Lee’s father, Bob Jones Sr., who studied at Bowling Green and Ohio State, provided much of the intellectual push behind the transformation. Lee emerged as the public face of the organization, adopting a trademark look – bib overalls, a white shirt and red bow tie– in homage to one of his favorite stories, “The Grapes of Wrath” which depicts 19th Century British farmers wearing bow ties to symbolize the dignity of agricultural life. Lee Jones is, in fact, an articulate, passionate spokesman, not just for The Chef’s Garden, but for sustainability in farming and the cherished American notion of the family farm.

Over time the Joneses have expanded their reach. In addition to chefs, they now have an online/mail order retail operation that will deliver veggies fresh to your home through www.farmerjonesfarm.com.
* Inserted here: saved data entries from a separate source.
//! Error types for the mapty_core library.

use std::io;

/// Result type alias using our Error type
pub type Result<T> = std::result::Result<T, Error>;

/// Core error type for mapty_core operations
///
/// Only infrastructure failures live here. Rejected form input, a missing
/// map location or an unknown workout id are ordinary outcomes of the
/// controller and never surface as an `Error`.
#[derive(Debug, thiserror::Error)]
pub enum Error {
    /// IO error occurred
    #[error("IO error: {0}")]
    Io(#[from] io::Error),

    /// JSON serialization/deserialization error
    #[error("JSON error: {0}")]
    Json(#[from] serde_json::Error),

    /// CSV error
    #[error("CSV error: {0}")]
    Csv(#[from] csv::Error),

    /// TOML parsing error
    #[error("TOML error: {0}")]
    Toml(#[from] toml::de::Error),

    /// Configuration validation error
    #[error("Configuration error: {0}")]
    Config(String),

    /// Current position could not be determined
    #[error("Geolocation error: {0}")]
    Geolocation(String),

    /// Generic error
    #[error("{0}")]
    Other(String),
}
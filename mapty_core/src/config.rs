//! Configuration file support for Mapty.
//!
//! Configuration is loaded from `$XDG_CONFIG_HOME/mapty/config.toml`.

use crate::{Coords, Error, Result};
use serde::{Deserialize, Serialize};
use std::path::{Path, PathBuf};

/// Application configuration
#[derive(Clone, Debug, Serialize, Deserialize, Default)]
pub struct Config {
    #[serde(default)]
    pub data: DataConfig,

    #[serde(default)]
    pub map: MapConfig,
}

/// Data storage configuration
#[derive(Clone, Debug, Serialize, Deserialize)]
pub struct DataConfig {
    #[serde(default = "default_data_dir")]
    pub data_dir: PathBuf,

    /// Key of the storage slot holding the workout list
    #[serde(default = "default_storage_key")]
    pub storage_key: String,
}

impl Default for DataConfig {
    fn default() -> Self {
        Self {
            data_dir: default_data_dir(),
            storage_key: default_storage_key(),
        }
    }
}

/// Map widget configuration
#[derive(Clone, Debug, Serialize, Deserialize)]
pub struct MapConfig {
    #[serde(default = "default_zoom")]
    pub zoom: u8,

    #[serde(default = "default_tile_url")]
    pub tile_url: String,

    #[serde(default = "default_attribution")]
    pub attribution: String,

    #[serde(default = "default_pan_duration_secs")]
    pub pan_duration_secs: f64,

    /// Fixed position reported instead of asking a geolocation service
    #[serde(default)]
    pub home: Option<Coords>,
}

impl Default for MapConfig {
    fn default() -> Self {
        Self {
            zoom: default_zoom(),
            tile_url: default_tile_url(),
            attribution: default_attribution(),
            pan_duration_secs: default_pan_duration_secs(),
            home: None,
        }
    }
}

// Default value functions
fn default_data_dir() -> PathBuf {
    let base = dirs::data_local_dir().unwrap_or_else(|| {
        let home = std::env::var("HOME").unwrap_or_else(|_| ".".into());
        PathBuf::from(home).join(".local/share")
    });
    base.join("mapty")
}

fn default_storage_key() -> String {
    crate::storage::STORAGE_KEY.into()
}

fn default_zoom() -> u8 {
    13
}

fn default_tile_url() -> String {
    "https://{s}.tile.openstreetmap.fr/hot/{z}/{x}/{y}.png".into()
}

fn default_attribution() -> String {
    "&copy; <a href=\"https://www.openstreetmap.org/copyright\">OpenStreetMap</a> contributors"
        .into()
}

fn default_pan_duration_secs() -> f64 {
    1.0
}

impl Config {
    /// Load configuration from the standard config path
    pub fn load() -> Result<Self> {
        let config_path = Self::default_config_path();
        if config_path.exists() {
            Self::load_from(&config_path)
        } else {
            tracing::info!(
                "No config file found at {:?}, using defaults",
                config_path
            );
            Ok(Self::default())
        }
    }

    /// Load configuration from a specific path
    pub fn load_from(path: &Path) -> Result<Self> {
        let contents = std::fs::read_to_string(path)?;
        let config: Config = toml::from_str(&contents)?;
        config.validate()?;
        tracing::info!("Loaded config from {:?}", path);
        Ok(config)
    }

    /// Get the default config file path
    pub fn default_config_path() -> PathBuf {
        let base = dirs::config_dir().unwrap_or_else(|| {
            let home = std::env::var("HOME").unwrap_or_else(|_| ".".into());
            PathBuf::from(home).join(".config")
        });
        base.join("mapty").join("config.toml")
    }

    fn validate(&self) -> Result<()> {
        if self.data.storage_key.trim().is_empty() {
            return Err(Error::Config("storage_key must not be empty".into()));
        }
        if !self.map.pan_duration_secs.is_finite() || self.map.pan_duration_secs < 0.0 {
            return Err(Error::Config(format!(
                "pan_duration_secs must be a non-negative number, got {}",
                self.map.pan_duration_secs
            )));
        }
        Ok(())
    }
}
use clap::{Parser, Subcommand};
use mapty_core::form::parse_number;
use mapty_core::*;
use std::io::{self, Write};
use std::path::PathBuf;

#[derive(Parser)]
#[command(name = "mapty")]
#[command(about = "Map-based running and cycling log", long_about = None)]
struct Cli {
    #[command(subcommand)]
    command: Option<Commands>,

    /// Override data directory
    #[arg(long, global = true)]
    data_dir: Option<PathBuf>,

    /// Current position as LAT,LNG (overrides [map] home)
    #[arg(long, global = true, allow_hyphen_values = true)]
    home: Option<Coords>,
}

#[derive(Subcommand)]
enum Commands {
    /// Log a workout at a map location
    Add {
        /// Location of the workout as LAT,LNG
        #[arg(long, allow_hyphen_values = true)]
        at: Coords,

        /// Workout type (running, cycling)
        #[arg(long = "type", default_value = "running")]
        kind: WorkoutKind,

        /// Distance in km
        #[arg(long)]
        distance: String,

        /// Duration in minutes
        #[arg(long)]
        duration: String,

        /// Cadence in steps/min (running)
        #[arg(long, default_value = "")]
        cadence: String,

        /// Elevation gain in meters (cycling)
        #[arg(long, default_value = "")]
        elevation: String,
    },

    /// List logged workouts (default)
    List,

    /// Centre the map on a workout
    Show { id: WorkoutId },

    /// Change a workout; omitted fields keep their current value
    Edit {
        id: WorkoutId,

        /// Switch the workout type (running, cycling)
        #[arg(long = "type")]
        kind: Option<WorkoutKind>,

        #[arg(long)]
        distance: Option<String>,

        #[arg(long)]
        duration: Option<String>,

        #[arg(long)]
        cadence: Option<String>,

        #[arg(long)]
        elevation: Option<String>,
    },

    /// Delete a workout
    Delete {
        id: WorkoutId,

        /// Do not ask for confirmation
        #[arg(long, short = 'y')]
        yes: bool,
    },

    /// Remove every saved workout
    Reset,

    /// Write all workouts to a CSV file
    Export { path: PathBuf },
}

fn main() -> Result<()> {
    // Unreadable saved data is not reported unless RUST_LOG asks for it
    mapty_core::logging::init_with_level("error");

    let cli = Cli::parse();

    let mut config = Config::load()?;
    if let Some(dir) = cli.data_dir {
        config.data.data_dir = dir;
    }
    if cli.home.is_some() {
        config.map.home = cli.home;
    }

    match cli.command.unwrap_or(Commands::List) {
        Commands::Add {
            at,
            kind,
            distance,
            duration,
            cadence,
            elevation,
        } => {
            let input = FormInput::parse(kind, &distance, &duration, &cadence, &elevation);
            cmd_add(config, at, input)
        }
        Commands::List => cmd_list(config),
        Commands::Show { id } => cmd_show(config, id),
        Commands::Edit {
            id,
            kind,
            distance,
            duration,
            cadence,
            elevation,
        } => cmd_edit(
            config,
            id,
            EditArgs {
                kind,
                distance,
                duration,
                cadence,
                elevation,
            },
        ),
        Commands::Delete { id, yes } => cmd_delete(config, id, yes),
        Commands::Reset => cmd_reset(config),
        Commands::Export { path } => cmd_export(config, &path),
    }
}

type TerminalApp = App<FileStore, TerminalView, TerminalMap>;

fn open_app(config: Config, echo: bool, assume_yes: bool) -> TerminalApp {
    let store = FileStore::new(config.data.data_dir.clone());
    let view = TerminalView { echo, assume_yes };
    App::start(store, view, TerminalMap { echo: false }, config)
}

fn cmd_add(config: Config, at: Coords, input: FormInput) -> Result<()> {
    // Without a configured position the map opens where the workout is
    let mut locator = FixedLocator(config.map.home.or(Some(at)));
    let mut app = open_app(config, false, false);
    app.load_map(&mut locator);
    app.view_mut().echo = true;
    app.map_mut().echo = true;

    app.map_click(at);
    app.toggle_kind(input.kind);
    if let SubmitOutcome::Created(id) = app.submit(&input)? {
        println!("\n✓ Workout logged ({})", id);
    }
    Ok(())
}

fn cmd_list(config: Config) -> Result<()> {
    let app = open_app(config, true, false);
    if app.workouts().is_empty() {
        println!("No workouts logged yet.");
    }
    Ok(())
}

fn cmd_show(config: Config, id: WorkoutId) -> Result<()> {
    let home = config.map.home;
    let mut app = open_app(config, false, false);
    let Some(workout) = app.find(&id).cloned() else {
        eprintln!("No workout with id {}", id);
        return Ok(());
    };

    let mut locator = FixedLocator(home.or(Some(workout.coords)));
    app.load_map(&mut locator);
    app.map_mut().echo = true;
    app.select(&id);
    app.view().print_entry(&render::entry(&workout));
    Ok(())
}

struct EditArgs {
    kind: Option<WorkoutKind>,
    distance: Option<String>,
    duration: Option<String>,
    cadence: Option<String>,
    elevation: Option<String>,
}

fn cmd_edit(config: Config, id: WorkoutId, args: EditArgs) -> Result<()> {
    let mut app = open_app(config, false, false);
    app.begin_edit(&id);
    if !matches!(app.mode(), FormMode::Editing { .. }) {
        eprintln!("No workout with id {}", id);
        return Ok(());
    }
    app.view_mut().echo = true;

    // Start from the pre-filled form and overwrite what was given
    let Some(current) = app.find(&id).map(FormInput::from) else {
        return Ok(());
    };
    let pick = |arg: &Option<String>, current: f64| {
        arg.as_deref().map(parse_number).unwrap_or(current)
    };
    let input = FormInput {
        kind: args.kind.unwrap_or(current.kind),
        distance: pick(&args.distance, current.distance),
        duration: pick(&args.duration, current.duration),
        cadence: pick(&args.cadence, current.cadence),
        elevation_gain: pick(&args.elevation, current.elevation_gain),
    };
    if let Some(kind) = args.kind {
        app.toggle_kind(kind);
    }

    if let SubmitOutcome::Updated(id) = app.submit(&input)? {
        println!("\n✓ Workout updated ({})", id);
    }
    Ok(())
}

fn cmd_delete(config: Config, id: WorkoutId, yes: bool) -> Result<()> {
    let mut app = open_app(config, false, yes);
    if app.find(&id).is_none() {
        eprintln!("No workout with id {}", id);
        return Ok(());
    }
    if app.delete(&id)? {
        println!("✓ Workout deleted ({})", id);
    } else {
        println!("Cancelled.");
    }
    Ok(())
}

fn cmd_reset(config: Config) -> Result<()> {
    let mut app = open_app(config, false, true);
    let count = app.workouts().len();
    app.reset()?;
    println!("✓ Removed {} workouts", count);
    Ok(())
}

fn cmd_export(config: Config, path: &std::path::Path) -> Result<()> {
    let app = open_app(config, false, false);
    let count = export_csv(path, app.workouts())?;
    println!("✓ Exported {} workouts", count);
    println!("  CSV: {}", path.display());
    Ok(())
}

/// Reports a fixed position, or fails when none is known
struct FixedLocator(Option<Coords>);

impl Geolocator for FixedLocator {
    fn current_position(&mut self) -> Result<Coords> {
        self.0.ok_or_else(|| {
            Error::Geolocation("no position known; pass --home or set [map] home".into())
        })
    }
}

/// Prints list entries to stdout and prompts on stdin
struct TerminalView {
    /// Print entries as they are rendered (off while loading saved data)
    echo: bool,
    assume_yes: bool,
}

impl TerminalView {
    fn print_entry(&self, entry: &ListEntry) {
        println!();
        println!("  {} {}", entry.kind.icon(), entry.title);
        println!("  id: {}", entry.id);
        let details: Vec<String> = entry
            .rows
            .iter()
            .map(|row| format!("{} {} {}", row.icon, row.value, row.unit))
            .collect();
        println!("  {}", details.join("   "));
    }
}

impl WorkoutView for TerminalView {
    fn render_entry(&mut self, entry: &ListEntry) {
        if self.echo {
            self.print_entry(entry);
        }
    }

    fn replace_entry(&mut self, entry: &ListEntry) {
        if self.echo {
            self.print_entry(entry);
        }
    }

    fn remove_entry(&mut self, id: &WorkoutId) {
        tracing::debug!("Removed entry {}", id);
    }

    fn clear_entries(&mut self) {
        tracing::debug!("Cleared workout list");
    }

    fn show_form(&mut self, prefill: &FormPrefill) {
        tracing::debug!("Form opened: {:?}", prefill);
    }

    fn hide_form(&mut self) {
        tracing::debug!("Form closed");
    }

    fn alert(&mut self, message: &str) {
        eprintln!("! {}", message);
    }

    fn confirm(&mut self, message: &str) -> bool {
        if self.assume_yes {
            return true;
        }
        print!("{} [y/N] ", message);
        if io::stdout().flush().is_err() {
            return false;
        }
        let mut input = String::new();
        if io::stdin().read_line(&mut input).is_err() {
            return false;
        }
        matches!(input.trim().to_lowercase().as_str(), "y" | "yes")
    }
}

/// Describes map changes on stdout
struct TerminalMap {
    echo: bool,
}

impl MapView for TerminalMap {
    fn show_map(&mut self, center: Coords, zoom: u8) {
        tracing::debug!("Map centred on {} at zoom {}", center, zoom);
    }

    fn add_tile_layer(&mut self, url: &str, attribution: &str) {
        tracing::debug!("Tile layer {} ({})", url, attribution);
    }

    fn add_marker(&mut self, marker: &Marker) {
        if self.echo {
            println!("📍 [{}] {}", marker.coords, marker.popup);
        }
    }

    fn remove_marker(&mut self, workout_id: &WorkoutId) {
        tracing::debug!("Removed marker for {}", workout_id);
    }

    fn set_view(&mut self, center: Coords, zoom: u8, pan: &Pan) {
        if self.echo {
            println!(
                "📍 Map centred on {} (zoom {}, {:.1}s pan)",
                center,
                zoom,
                pan.duration.as_secs_f64()
            );
        }
    }
}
They also have developed a highly praised educational outreach program aimed at elementary students, called Veggie U, to teach the importance of good eating habits along with sustainable agriculture. The Jones family also operates an affiliate business called The Culinary Vegetable Institute, just miles up the road from the farm where chefs converge for team building, R&D, and much needed R&R. The facility is also home to monthly Earth to Table Dinners hosted by world-class chefs. www.culinaryvegetableinstitute.com

The Chef’s Garden farm itself is something of an anomaly. It is just 300 acres, surrounded by 5,000 acre farms that are essentially commercial operations. The fact that it exists at all is unusual, Farmer Jones notes – so many family farms have been lost over the last half-century that family farming isn’t even listed as a Census occupation any more.

And even though their acreage is small, The Chef’s Garden only farms 100 acres or so at a time – the rest lies fallow, planted with scientifically selected cover crops to restore the proper balance of nutrients to the soil.

Here’s the real kicker. The Chef’s Garden currently employs about 100 people, a roster that will climb to around 140 in summer. And the operation not only pays well above minimum wage, it offers full health benefits and a 401-K retirement plan. “We’re competing against $3 a day labor in other countries,’’ Lee Jones told his Cincinnati State audience. “We know that. So we have to be smarter, and more efficient. As Dad always says, we need to be willing to make mistakes at a faster rate than the competition so that we learn faster.”